LISTED RECORDS:
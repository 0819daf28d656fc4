//! Runtime configuration.
//!
//! Every setting is a CLI flag that falls back to an environment variable.
//! Settings are read once at startup and handed to `AppContext`; nothing
//! reads configuration after that.

use std::fmt;
use std::time::Duration;

use clap::Args;

use clients::{DEFAULT_TRANSLATION_ENDPOINT, DEFAULT_YOUTUBE_ENDPOINT};

#[derive(Clone, Args)]
pub struct Settings {
    /// YouTube Data API v3 key
    #[arg(long, env = "YOUTUBE_API_KEY", hide_env_values = true)]
    pub youtube_api_key: String,

    /// YouTube search.list endpoint
    #[arg(long, env = "YOUTUBE_API_URL", default_value = DEFAULT_YOUTUBE_ENDPOINT)]
    pub youtube_api_url: String,

    /// Google Cloud Translation API key
    #[arg(long, env = "TRANSLATION_API_KEY", hide_env_values = true)]
    pub translation_api_key: String,

    /// Translation endpoint
    #[arg(long, env = "TRANSLATION_API_URL", default_value = DEFAULT_TRANSLATION_ENDPOINT)]
    pub translation_api_url: String,

    /// Address/port for the HTTP listener
    #[arg(long, env = "MADRASA_HOST", default_value = "0.0.0.0:8000")]
    pub host: String,

    /// Allowed CORS origins, `;`-separated. `*` allows any origin.
    #[arg(long, env = "MADRASA_CORS_ORIGINS", value_delimiter = ';', default_value = "*")]
    pub cors_origins: Vec<String>,

    /// Timeout for each external API call, in seconds
    #[arg(long, env = "MADRASA_HTTP_TIMEOUT_SECS", default_value_t = 15)]
    pub http_timeout_secs: u64,
}

impl Settings {
    pub fn http_timeout(&self) -> Duration {
        Duration::from_secs(self.http_timeout_secs)
    }

    pub fn allows_any_origin(&self) -> bool {
        self.cors_origins.iter().any(|o| o.trim() == "*")
    }
}

impl fmt::Debug for Settings {
    fn fmt(&self, f: &mut fmt::Formatter<'_>) -> fmt::Result {
        f.debug_struct("Settings")
            .field("youtube_api_key", &"<redacted>")
            .field("youtube_api_url", &self.youtube_api_url)
            .field("translation_api_key", &"<redacted>")
            .field("translation_api_url", &self.translation_api_url)
            .field("host", &self.host)
            .field("cors_origins", &self.cors_origins)
            .field("http_timeout_secs", &self.http_timeout_secs)
            .finish()
    }
}

#[cfg(test)]
mod tests {
    use super::*;
    use clap::Parser;

    #[derive(Parser)]
    struct TestCli {
        #[command(flatten)]
        settings: Settings,
    }

    #[test]
    fn test_defaults_apply() {
        let cli = TestCli::try_parse_from([
            "madrasa",
            "--youtube-api-key",
            "yt",
            "--translation-api-key",
            "tr",
        ])
        .unwrap();

        let settings = cli.settings;
        assert_eq!(settings.youtube_api_url, DEFAULT_YOUTUBE_ENDPOINT);
        assert_eq!(settings.translation_api_url, DEFAULT_TRANSLATION_ENDPOINT);
        assert_eq!(settings.host, "0.0.0.0:8000");
        assert!(settings.allows_any_origin());
        assert_eq!(settings.http_timeout(), Duration::from_secs(15));
    }

    #[test]
    fn test_origins_split_on_semicolon() {
        let cli = TestCli::try_parse_from([
            "madrasa",
            "--youtube-api-key",
            "yt",
            "--translation-api-key",
            "tr",
            "--cors-origins",
            "http://localhost:5173;https://t.me",
        ])
        .unwrap();

        assert_eq!(
            cli.settings.cors_origins,
            vec!["http://localhost:5173".to_string(), "https://t.me".to_string()]
        );
        assert!(!cli.settings.allows_any_origin());
    }

    #[test]
    fn test_debug_redacts_keys() {
        let cli = TestCli::try_parse_from([
            "madrasa",
            "--youtube-api-key",
            "super-secret",
            "--translation-api-key",
            "also-secret",
        ])
        .unwrap();

        let debug = format!("{:?}", cli.settings);
        assert!(!debug.contains("super-secret"));
        assert!(!debug.contains("also-secret"));
    }
}
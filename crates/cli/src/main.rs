use anyhow::{Context, Result, bail};
use clap::{Parser, Subcommand};
use colored::Colorize;
use std::path::{Path, PathBuf};
use std::sync::Arc;
use std::time::{Duration, Instant};
use tokio::sync::Semaphore;
use tracing::debug;

use agents::{Agent, AgentOutput};
use domain::{LearningPathStep, PathRequest, TelegramUserId, TranslationRequest, UserOnboardingInput};
use server::{AppContext, PathRun, Settings, StageOutcome};

/// Madrasa - learning paths for recruiters
#[derive(Parser)]
#[command(name = "madrasa")]
#[command(about = "Learning-path generation and translation for the Madrasa mini-app", long_about = None)]
struct Cli {
    #[command(flatten)]
    settings: Settings,

    #[command(subcommand)]
    command: Commands,
}

#[derive(Subcommand)]
enum Commands {
    /// Run the HTTP backend
    Serve,

    /// Generate a learning path for one user
    GeneratePath {
        /// Telegram user id the path is generated for
        #[arg(long, default_value = "1")]
        user_id: TelegramUserId,

        /// Persona, e.g. "recruiter"
        #[arg(long, default_value = "")]
        persona: String,

        /// Learning goal (repeatable)
        #[arg(long = "goal", required = true)]
        goals: Vec<String>,

        /// JSON file with parsed LinkedIn profile data
        #[arg(long)]
        profile: Option<PathBuf>,

        /// Show what each pipeline stage did
        #[arg(long)]
        explain: bool,
    },

    /// Translate a piece of text
    Translate {
        /// Text to translate
        #[arg(long)]
        text: String,

        /// Target language code
        #[arg(long, default_value = "en")]
        target: String,

        /// Source language code (auto-detected when omitted)
        #[arg(long)]
        source: Option<String>,
    },

    /// Run benchmark to test pipeline latency
    Benchmark {
        /// Number of requests to make
        #[arg(long, default_value = "20")]
        requests: usize,

        /// Number of concurrent requests
        #[arg(long, default_value = "4")]
        concurrent: usize,
    },
}

/// Goals the benchmark draws from
const BENCHMARK_GOALS: [&str; 6] = [
    "sourcing",
    "boolean search",
    "employer branding",
    "candidate outreach",
    "interviewing",
    "talent mapping",
];

#[tokio::main]
async fn main() -> Result<()> {
    let cli = Cli::parse();

    let default_filter = match cli.command {
        Commands::Serve => "info",
        _ => "warn",
    };
    server::init_tracing(default_filter);

    debug!("Settings: {:?}", cli.settings);
    let context = AppContext::from_settings(&cli.settings)?;

    match cli.command {
        Commands::Serve => server::serve(&cli.settings, context).await?,
        Commands::GeneratePath {
            user_id,
            persona,
            goals,
            profile,
            explain,
        } => {
            let request = build_request(user_id, persona, goals, profile.as_deref())?;
            handle_generate_path(&context, &request, explain).await?
        }
        Commands::Translate {
            text,
            target,
            source,
        } => handle_translate(&context, text, target, source).await?,
        Commands::Benchmark {
            requests,
            concurrent,
        } => handle_benchmark(context, requests, concurrent).await?,
    }

    Ok(())
}

/// Validate CLI input exactly as the HTTP boundary would
fn build_request(
    user_id: TelegramUserId,
    persona: String,
    goals: Vec<String>,
    profile: Option<&Path>,
) -> Result<PathRequest> {
    let linkedin_profile_data = profile
        .map(|path| -> Result<serde_json::Value> {
            let raw = std::fs::read_to_string(path)
                .with_context(|| format!("Failed to read profile file {}", path.display()))?;
            serde_json::from_str(&raw)
                .with_context(|| format!("Profile file {} is not valid JSON", path.display()))
        })
        .transpose()?;

    let request = PathRequest::try_from(UserOnboardingInput {
        telegram_user_info: None,
        telegram_user_id: Some(user_id),
        persona,
        goals,
        linkedin_profile_data,
    })?;
    Ok(request)
}

/// Handle the 'generate-path' command
async fn handle_generate_path(context: &AppContext, request: &PathRequest, explain: bool) -> Result<()> {
    let start = Instant::now();
    let run = context
        .orchestrator
        .generate_learning_path_with_report(request)
        .await;

    if explain {
        print_stages(&run);
    }

    let path = run.outcome?;
    print_learning_path(&path);
    println!(
        "{} Generated {} steps in {:?}",
        "✓".green(),
        path.len(),
        start.elapsed()
    );
    Ok(())
}

/// Handle the 'translate' command
async fn handle_translate(
    context: &AppContext,
    text: String,
    target: String,
    source: Option<String>,
) -> Result<()> {
    let mut request = TranslationRequest::new(text.clone(), target);
    if let Some(source) = source {
        request = request.with_source(source);
    }

    let result = context.translator.process(request).await;
    if let Some(err) = result.error() {
        println!("{} {}", "Translation failed:".red(), err);
        println!("{}", text);
        return Ok(());
    }

    println!("{}", result.translated_text);
    Ok(())
}

/// Handle the 'benchmark' command
async fn handle_benchmark(context: AppContext, requests: usize, concurrent: usize) -> Result<()> {
    if requests == 0 {
        bail!("--requests must be at least 1");
    }
    let permits = Arc::new(Semaphore::new(concurrent.max(1)));

    // Random single-goal requests drawn from the benchmark pool
    let request_set = (0..requests)
        .map(|i| {
            let goal = BENCHMARK_GOALS[rand::random::<u32>() as usize % BENCHMARK_GOALS.len()];
            PathRequest::new(i as TelegramUserId + 1, "recruiter", vec![goal.to_string()])
        })
        .collect::<Result<Vec<_>, _>>()?;

    println!(
        "Running {} requests with concurrency {}...",
        requests,
        concurrent.max(1)
    );
    let wall_clock = Instant::now();

    let mut handles = Vec::with_capacity(requests);
    for request in request_set {
        let orchestrator = context.orchestrator.clone();
        let permits = permits.clone();
        handles.push(tokio::spawn(async move {
            let _permit = permits.acquire_owned().await?;
            let start = Instant::now();
            let outcome = orchestrator.generate_learning_path(&request).await;
            Ok::<_, anyhow::Error>((start.elapsed(), outcome.is_ok()))
        }));
    }

    let mut timings = Vec::with_capacity(requests);
    let mut failures = 0usize;
    for handle in handles {
        let (elapsed, ok) = handle.await??;
        if !ok {
            failures += 1;
        }
        timings.push(elapsed);
    }
    let total_time = wall_clock.elapsed();

    timings.sort();
    let sum: Duration = timings.iter().sum();
    let avg_latency = sum / timings.len() as u32;
    let percentile = |p: f64| timings[((timings.len() as f64 * p) as usize).min(timings.len() - 1)];
    let throughput = requests as f64 / total_time.as_secs_f64();

    println!("{}", "Benchmark results:".bold().blue());
    println!("Total time: {:?}", total_time);
    println!("Failures: {}", failures);
    println!("Average latency: {:?}", avg_latency);
    println!("P50 latency: {:?}", percentile(0.50));
    println!("P95 latency: {:?}", percentile(0.95));
    println!("P99 latency: {:?}", percentile(0.99));
    println!("Throughput: {:.2} requests/second", throughput);

    Ok(())
}

fn print_stages(run: &PathRun) {
    println!("{}", "Pipeline stages:".bold().blue());
    for report in &run.stages {
        let outcome = match report.outcome {
            StageOutcome::Ok => report.outcome.as_str().green(),
            StageOutcome::Skipped => report.outcome.as_str().dimmed(),
            StageOutcome::Degraded => report.outcome.as_str().yellow(),
            StageOutcome::Failed => report.outcome.as_str().red(),
        };
        println!(
            "  {:<18} {:<9} {:>8.1}ms  {}",
            report.stage.as_str(),
            outcome,
            report.elapsed.as_secs_f64() * 1000.0,
            report.detail.as_deref().unwrap_or("")
        );
    }
}

fn print_learning_path(path: &[LearningPathStep]) {
    println!("{}", "Learning Path:".bold().blue());
    if path.is_empty() {
        println!("  (no videos found for these goals)");
        return;
    }
    for step in path {
        println!(
            "{}. {} [module {}]",
            step.step.to_string().green(),
            step.title,
            step.module
        );
        println!("   https://www.youtube.com/watch?v={}", step.video_id);
    }
}
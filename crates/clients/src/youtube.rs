//! YouTube Data API v3 `search.list` client.

use std::collections::HashSet;

use async_trait::async_trait;
use serde::Deserialize;
use tracing::{debug, error};

use domain::Video;

use crate::VideoSearch;
use crate::error::{SearchError, excerpt};

/// Public endpoint of the search.list method
pub const DEFAULT_YOUTUBE_ENDPOINT: &str = "https://www.googleapis.com/youtube/v3/search";

/// search.list refuses `maxResults` above this
const MAX_RESULTS_CAP: u32 = 50;

/// Searches YouTube for videos matching a free-text query.
#[derive(Clone)]
pub struct YouTubeSearchClient {
    http: reqwest::Client,
    api_key: String,
    endpoint: String,
}

impl YouTubeSearchClient {
    pub fn new(http: reqwest::Client, api_key: impl Into<String>) -> Self {
        Self {
            http,
            api_key: api_key.into(),
            endpoint: DEFAULT_YOUTUBE_ENDPOINT.to_string(),
        }
    }

    /// Point the client at a different search endpoint (proxies, tests)
    pub fn with_endpoint(mut self, endpoint: impl Into<String>) -> Self {
        self.endpoint = endpoint.into();
        self
    }

    pub fn endpoint(&self) -> &str {
        &self.endpoint
    }
}

#[async_trait]
impl VideoSearch for YouTubeSearchClient {
    async fn search_videos(&self, query: &str, max_results: u32) -> Result<Vec<Video>, SearchError> {
        let max_results = max_results.min(MAX_RESULTS_CAP);
        debug!("Searching YouTube for '{}' (max {})", query, max_results);
        let max_results = max_results.to_string();

        let response = self
            .http
            .get(&self.endpoint)
            .query(&[
                ("part", "snippet"),
                ("type", "video"),
                ("q", query),
                ("maxResults", max_results.as_str()),
                ("key", self.api_key.as_str()),
            ])
            .send()
            .await
            .map_err(|e| {
                let e = e.without_url();
                error!("YouTube request failed: {}", e);
                SearchError::Transport(e.to_string())
            })?;

        let status = response.status();
        if !status.is_success() {
            let body = response.text().await.unwrap_or_default();
            return Err(SearchError::Status {
                status: status.as_u16(),
                body: excerpt(&body),
            });
        }

        let listing: SearchListResponse = response
            .json()
            .await
            .map_err(|e| SearchError::Decode(e.without_url().to_string()))?;

        Ok(listing.into_videos())
    }
}

// =============================================================================
// Wire format
// =============================================================================

#[derive(Debug, Deserialize)]
struct SearchListResponse {
    #[serde(default)]
    items: Vec<SearchItem>,
}

#[derive(Debug, Deserialize)]
struct SearchItem {
    id: SearchItemId,
    #[serde(default)]
    snippet: Option<Snippet>,
}

#[derive(Debug, Deserialize)]
struct SearchItemId {
    #[serde(rename = "videoId", default)]
    video_id: Option<String>,
}

#[derive(Debug, Default, Deserialize)]
struct Snippet {
    #[serde(default)]
    title: String,
    #[serde(default)]
    description: String,
    #[serde(default)]
    thumbnails: Thumbnails,
}

#[derive(Debug, Default, Deserialize)]
struct Thumbnails {
    high: Option<Thumbnail>,
    medium: Option<Thumbnail>,
    default: Option<Thumbnail>,
}

#[derive(Debug, Deserialize)]
struct Thumbnail {
    url: String,
}

impl SearchListResponse {
    /// Keep only video hits, first occurrence of each id wins.
    fn into_videos(self) -> Vec<Video> {
        let mut seen = HashSet::new();
        self.items
            .into_iter()
            .filter_map(|item| {
                let id = item.id.video_id?;
                if !seen.insert(id.clone()) {
                    return None;
                }
                let snippet = item.snippet.unwrap_or_default();
                let thumbnail = [
                    snippet.thumbnails.high,
                    snippet.thumbnails.medium,
                    snippet.thumbnails.default,
                ]
                .into_iter()
                .flatten()
                .map(|t| t.url)
                .next()
                .unwrap_or_default();
                Some(Video {
                    id,
                    title: snippet.title,
                    description: snippet.description,
                    thumbnail,
                })
            })
            .collect()
    }
}

#[cfg(test)]
mod tests {
    use super::*;
    use serde_json::json;

    #[test]
    fn test_listing_maps_items_to_videos() {
        let listing: SearchListResponse = serde_json::from_value(json!({
            "items": [
                {
                    "id": {"kind": "youtube#video", "videoId": "abc"},
                    "snippet": {
                        "title": "Boolean sourcing 101",
                        "description": "Intro",
                        "thumbnails": {
                            "default": {"url": "https://i.ytimg.com/abc/default.jpg"},
                            "high": {"url": "https://i.ytimg.com/abc/hq.jpg"}
                        }
                    }
                },
                {"id": {"kind": "youtube#channel", "channelId": "chan"}},
                {"id": {"videoId": "abc"}, "snippet": {"title": "duplicate"}},
                {"id": {"videoId": "def"}, "snippet": {"title": "No thumbs"}}
            ]
        }))
        .unwrap();

        let videos = listing.into_videos();
        assert_eq!(videos.len(), 2);
        assert_eq!(videos[0].id, "abc");
        assert_eq!(videos[0].title, "Boolean sourcing 101");
        assert_eq!(videos[0].thumbnail, "https://i.ytimg.com/abc/hq.jpg");
        assert_eq!(videos[1].id, "def");
        assert_eq!(videos[1].thumbnail, "");
    }

    #[test]
    fn test_listing_without_items_is_empty() {
        let listing: SearchListResponse = serde_json::from_value(json!({"kind": "youtube#searchListResponse"})).unwrap();
        assert!(listing.into_videos().is_empty());
    }
}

WHAT YOU HAVE TO DO: All lines from the start of the entries through the line where "use clap::Args;" sits should be duplicated exactly, with nothing else in the output.

TASK SOLUTION:
repository 0819daf28d656fc4
//! Runtime configuration.
//!
//! Every setting is a CLI flag that falls back to an environment variable.
//! Settings are read once at startup and handed to `AppContext`; nothing
//! reads configuration after that.

use std::fmt;
use std::time::Duration;

use clap::Args;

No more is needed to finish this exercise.